[WORK INSTRUCTIONS]:
Output the records exactly, every one of them.

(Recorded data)

_____

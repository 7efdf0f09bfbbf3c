//! Restaurant Floor Simulation Library
//!
//! An agent-based restaurant occupancy simulation: customers and staff
//! steering around tables and each other, with live statistics.

pub mod simulation;
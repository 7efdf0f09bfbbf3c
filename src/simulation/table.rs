//! Tables: footprint, bounding circle, layout validation and auto placement

use anyhow::{bail, Result};
use log::warn;

use super::obstacles::Circle;
use super::room::Room;
use super::types::{Position, TableId, AGENT_RADIUS};

/// Footprint (width, depth) of a two-seat table
pub const TWO_SEAT_SIZE: (f32, f32) = (0.8, 0.8);
/// Footprint (width, depth) of a four-seat table
pub const FOUR_SEAT_SIZE: (f32, f32) = (1.2, 0.8);

/// Extra ring around the bounding circle that neighbouring tables may not enter
pub const TABLE_BUFFER: f32 = 0.1;

/// Walking gap left between auto-placed tables' clearance rings
const LAYOUT_GAP: f32 = 0.3;
/// Floor strips kept free in front of the kitchen and behind the door
const KITCHEN_STRIP: f32 = 1.2;
const FOYER_STRIP: f32 = 2.0;
const SIDE_MARGIN: f32 = 0.3;

/// A table on the floor
#[derive(Debug, Clone, PartialEq)]
pub struct Table {
    pub id: TableId,
    pub center: Position,
    /// Rotation around the vertical axis in radians
    pub yaw: f32,
    /// Extent along the table's local x axis
    pub width: f32,
    /// Extent along the table's local z axis
    pub depth: f32,
    /// Seat capacity, 2 or 4
    pub capacity: u8,
}

impl Table {
    /// A table of the standard size for `capacity` (anything above 2 becomes 4)
    pub fn new(id: TableId, center: Position, capacity: u8) -> Self {
        let (capacity, (width, depth)) = if capacity > 2 {
            (4, FOUR_SEAT_SIZE)
        } else {
            (2, TWO_SEAT_SIZE)
        };
        Self {
            id,
            center,
            yaw: 0.0,
            width,
            depth,
            capacity,
        }
    }

    pub fn with_yaw(mut self, yaw: f32) -> Self {
        self.yaw = yaw;
        self
    }

    /// Half-diagonal of the footprint
    pub fn bounding_radius(&self) -> f32 {
        0.5 * (self.width * self.width + self.depth * self.depth).sqrt()
    }

    /// Bounding radius plus the inter-table buffer
    pub fn buffered_radius(&self) -> f32 {
        self.bounding_radius() + TABLE_BUFFER
    }

    /// Radius that covers the table, its seated guests and its service spots
    pub fn clearance_radius(&self) -> f32 {
        self.buffered_radius() + 2.0 * AGENT_RADIUS + 0.05
    }

    /// Convert a point in table-local coordinates to the floor frame
    pub fn to_world(&self, local: Position) -> Position {
        self.center + local.rotated(self.yaw)
    }

    pub fn circle(&self) -> Circle {
        Circle::new(self.center, self.bounding_radius())
    }

    /// Whether a floor point lies inside the rectangular footprint
    pub fn footprint_contains(&self, p: &Position) -> bool {
        let local = (*p - self.center).rotated(-self.yaw);
        local.x.abs() <= self.width * 0.5 && local.z.abs() <= self.depth * 0.5
    }
}

/// Reject layouts the obstacle model cannot hold: tables outside the room or
/// closer than the sum of their buffered radii.
pub fn validate_layout(tables: &[Table], room: &Room) -> Result<()> {
    let interior = room.interior();
    for (i, table) in tables.iter().enumerate() {
        if !table.center.is_finite() || !table.yaw.is_finite() {
            bail!("Table {} has a non-finite transform", table.id);
        }
        if table.capacity != 2 && table.capacity != 4 {
            bail!("Table {} has unsupported capacity {}", table.id, table.capacity);
        }
        let r = table.bounding_radius();
        if !interior.shrink(r).contains(&table.center) {
            bail!("Table {} does not fit inside the room", table.id);
        }
        for other in &tables[i + 1..] {
            if other.id == table.id {
                bail!("Duplicate table id {}", table.id);
            }
            let gap = table.center.distance(&other.center);
            if gap < table.buffered_radius() + other.buffered_radius() {
                bail!("Tables {} and {} overlap", table.id, other.id);
            }
        }
    }
    Ok(())
}

/// Place tables in rows between the foyer and the kitchen strip.
///
/// Four-seat tables go first. Tables that do not fit are dropped.
pub fn auto_layout(
    room: &Room,
    two_seat: u32,
    four_seat: u32,
    mut next_id: impl FnMut() -> TableId,
) -> Vec<Table> {
    let interior = room.interior();
    let min_x = interior.min_x + SIDE_MARGIN;
    let max_x = interior.max_x - SIDE_MARGIN;
    let min_z = interior.min_z + KITCHEN_STRIP;
    let max_z = interior.max_z - FOYER_STRIP;

    // Uniform cells sized for the largest table
    let probe = Table::new(TableId(super::types::SimId(0)), Position::ZERO, 4);
    let cell = 2.0 * probe.clearance_radius() + LAYOUT_GAP;

    let cols = (((max_x - min_x) / cell).floor().max(0.0)) as usize;
    let rows = (((max_z - min_z) / cell).floor().max(0.0)) as usize;
    let slots = cols * rows;

    let wanted = (four_seat + two_seat) as usize;
    if wanted > slots {
        warn!(
            "Only {} of {} tables fit the {:.1}x{:.1} room",
            slots, wanted, room.width, room.depth
        );
    }

    // Centre the grid inside the usable region
    let used_w = cols as f32 * cell;
    let used_d = rows as f32 * cell;
    let origin_x = min_x + ((max_x - min_x) - used_w) * 0.5 + cell * 0.5;
    let origin_z = max_z - ((max_z - min_z) - used_d) * 0.5 - cell * 0.5;

    let capacities = std::iter::repeat(4u8)
        .take(four_seat as usize)
        .chain(std::iter::repeat(2u8).take(two_seat as usize));

    capacities
        .take(slots)
        .enumerate()
        .map(|(slot, capacity)| {
            let row = slot / cols.max(1);
            let col = slot % cols.max(1);
            let center = Position::new(
                origin_x + col as f32 * cell,
                origin_z - row as f32 * cell,
            );
            Table::new(next_id(), center, capacity)
        })
        .collect()
}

_____

[REPLY]:
repository 7efdf0f09bfbbf3c
//! Restaurant Floor Simulation Library
//!
//! An agent-based restaurant occupancy simulation: customers and staff
//! steering around tables and each other, with live statistics.

pub mod simulation;
repository 7efdf0f09bfbbf3c
filename src/simulation/table.rs
//! Tables: footprint, bounding circle, layout validation and auto placement

use anyhow::{bail, Result};
use log::warn;

use super::obstacles::Circle;
use super::room::Room;
use super::types::{Position, TableId, AGENT_RADIUS};

/// Footprint (width, depth) of a two-seat table
pub const TWO_SEAT_SIZE: (f32, f32) = (0.8, 0.8);
/// Footprint (width, depth) of a four-seat table
pub const FOUR_SEAT_SIZE: (f32, f32) = (1.2, 0.8);

/// Extra ring around the bounding circle that neighbouring tables may not enter
pub const TABLE_BUFFER: f32 = 0.1;

/// Walking gap left between auto-placed tables' clearance rings
const LAYOUT_GAP: f32 = 0.3;
/// Floor strips kept free in front of the kitchen and behind the door
const KITCHEN_STRIP: f32 = 1.2;
const FOYER_STRIP: f32 = 2.0;
const SIDE_MARGIN: f32 = 0.3;

/// A table on the floor
#[derive(Debug, Clone, PartialEq)]
pub struct Table {
    pub id: TableId,
    pub center: Position,
    /// Rotation around the vertical axis in radians
    pub yaw: f32,
    /// Extent along the table's local x axis
    pub width: f32,
    /// Extent along the table's local z axis
    pub depth: f32,
    /// Seat capacity, 2 or 4
    pub capacity: u8,
}

impl Table {
    /// A table of the standard size for `capacity` (anything above 2 becomes 4)
    pub fn new(id: TableId, center: Position, capacity: u8) -> Self {
        let (capacity, (width, depth)) = if capacity > 2 {
            (4, FOUR_SEAT_SIZE)
        } else {
            (2, TWO_SEAT_SIZE)
        };
        Self {
            id,
            center,
            yaw: 0.0,
            width,
            depth,
            capacity,
        }
    }

    pub fn with_yaw(mut self, yaw: f32) -> Self {
        self.yaw = yaw;
        self
    }

    /// Half-diagonal of the footprint
    pub fn bounding_radius(&self) -> f32 {
        0.5 * (self.width * self.width + self.depth * self.depth).sqrt()
    }

    /// Bounding radius plus the inter-table buffer
    pub fn buffered_radius(&self) -> f32 {
        self.bounding_radius() + TABLE_BUFFER
    }

    /// Radius that covers the table, its seated guests and its service spots
    pub fn clearance_radius(&self) -> f32 {
        self.buffered_radius() + 2.0 * AGENT_RADIUS + 0.05
    }

    /// Convert a point in table-local coordinates to the floor frame
    pub fn to_world(&self, local: Position) -> Position {
        self.center + local.rotated(self.yaw)
    }

    pub fn circle(&self) -> Circle {
        Circle::new(self.center, self.bounding_radius())
    }

    /// Whether a floor point lies inside the rectangular footprint
    pub fn footprint_contains(&self, p: &Position) -> bool {
        let local = (*p - self.center).rotated(-self.yaw);
        local.x.abs() <= self.width * 0.5 && local.z.abs() <= self.depth * 0.5
    }
}

/// Reject layouts the obstacle model cannot hold: tables outside the room or
/// closer than the sum of their buffered radii.
pub fn validate_layout(tables: &[Table], room: &Room) -> Result<()> {
    let interior = room.interior();
    for (i, table) in tables.iter().enumerate() {
        if !table.center.is_finite() || !table.yaw.is_finite() {
            bail!("Table {} has a non-finite transform", table.id);
        }
        if table.capacity != 2 && table.capacity != 4 {
            bail!("Table {} has unsupported capacity {}", table.id, table.capacity);
        }
        let r = table.bounding_radius();
        if !interior.shrink(r).contains(&table.center) {
            bail!("Table {} does not fit inside the room", table.id);
        }
        for other in &tables[i + 1..] {
            if other.id == table.id {
                bail!("Duplicate table id {}", table.id);
            }
            let gap = table.center.distance(&other.center);
            if gap < table.buffered_radius() + other.buffered_radius() {
                bail!("Tables {} and {} overlap", table.id, other.id);
            }
        }
    }
    Ok(())
}

/// Place tables in rows between the foyer and the kitchen strip.
///
/// Four-seat tables go first. Tables that do not fit are dropped.
pub fn auto_layout(
    room: &Room,
    two_seat: u32,
    four_seat: u32,
    mut next_id: impl FnMut() -> TableId,
) -> Vec<Table> {
    let interior = room.interior();
    let min_x = interior.min_x + SIDE_MARGIN;
    let max_x = interior.max_x - SIDE_MARGIN;
    let min_z = interior.min_z + KITCHEN_STRIP;
    let max_z = interior.max_z - FOYER_STRIP;

    // Uniform cells sized for the largest table
    let probe = Table::new(TableId(super::types::SimId(0)), Position::ZERO, 4);
    let cell = 2.0 * probe.clearance_radius() + LAYOUT_GAP;

    let cols = (((max_x - min_x) / cell).floor().max(0.0)) as usize;
    let rows = (((max_z - min_z) / cell).floor().max(0.0)) as usize;
    let slots = cols * rows;

    let wanted = (four_seat + two_seat) as usize;
    if wanted > slots {
        warn!(
            "Only {} of {} tables fit the {:.1}x{:.1} room",
            slots, wanted, room.width, room.depth
        );
    }

    // Centre the grid inside the usable region
    let used_w = cols as f32 * cell;
    let used_d = rows as f32 * cell;
    let origin_x = min_x + ((max_x - min_x) - used_w) * 0.5 + cell * 0.5;
    let origin_z = max_z - ((max_z - min_z) - used_d) * 0.5 - cell * 0.5;

    let capacities = std::iter::repeat(4u8)
        .take(four_seat as usize)
        .chain(std::iter::repeat(2u8).take(two_seat as usize));

    capacities
        .take(slots)
        .enumerate()
        .map(|(slot, capacity)| {
            let row = slot / cols.max(1);
            let col = slot % cols.max(1);
            let center = Position::new(
                origin_x + col as f32 * cell,
                origin_z - row as f32 * cell,
            );
            Table::new(next_id(), center, capacity)
        })
        .collect()
}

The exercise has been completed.